The newly ratified Fourteenth Amendment makes all people born or naturalized in the United States citizens of the country, thereby negating the decision in Scott v. Sandford, which had declared even free blacks to be noncitizens. The amendment also places three new limitations on state power: "No State shall make or enforce any law which shall abridge the privileges and immunities of citizens of the United States; nor shall any State deprive any person of life, liberty, or property, without due process of law; nor deny to any person within its jurisdiction the equal protection of the laws." Finally, section 5 of the amendment gives Congress the power to enforce, through legislation, the provisions of the amendment. Beginning in the 1920s, the Court will interpret the Fourteenth Amendment to mean that many of the protections enumerated in the Bill of Rights apply not only to the federal government but also to the states.
A group portrait of the Supreme Court in 1866.
Reproduction courtesy of Gettysburg College Library, Special Collections.
Congress enacts a law permitting justices to retire at full salary after serving for at least 10 years, provided they have not yet turned 70. Prior to enactment of this bill, Supreme Court justices had no incentive to leave the court before their death, as no retirement benefits were offered.

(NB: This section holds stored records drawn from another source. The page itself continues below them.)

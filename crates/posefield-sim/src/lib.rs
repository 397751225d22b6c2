//! `posefield-sim` – the algorithmic core of PoseField.
//!
//! Turns raw per-device sensor state into stable 3-D presentation: a spring
//! relaxation that spreads overlapping devices apart, and the quaternion
//! conversion that orients each device's model.
//!
//! # Modules
//!
//! - [`relax`] – [`RelaxationEngine`][relax::RelaxationEngine]: per-frame
//!   repulsive-spring simulation over the live device set.
//! - [`pose`] – sensor-order quaternion to row-major rotation matrix.

pub mod pose;
pub mod relax;

pub use pose::rotation_matrix;
pub use relax::{RelaxParams, RelaxationEngine};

The last of the Civil War Amendments, the Fifteenth, is ratified. The amendment does not guarantee the right to vote but says only that it cannot be denied on the grounds of race, color, or previous condition of servitude.
In the Slaughterhouse Cases, the first decision regarding the Fourteenth Amendment, the Court interprets the amendment narrowly. Ironically, the cases have nothing to do with the rights of freed African Americans, but rather are the result of lawsuits brought by a group of white businessmen. In a 5-4 decision strongly opposed in dissents by Justices Stephen Field and Joseph Bradley, the Court holds that a distinction exists between state and federal citizenship, and that states are not required to provide their citizens with the same "privileges and immunities" they enjoy as national citizens. In the process, the Court rejects the claim of the Butchers' Benevolent Society of Louisiana that a state-created monopoly of butchers and livestock dealers is unconstitutional.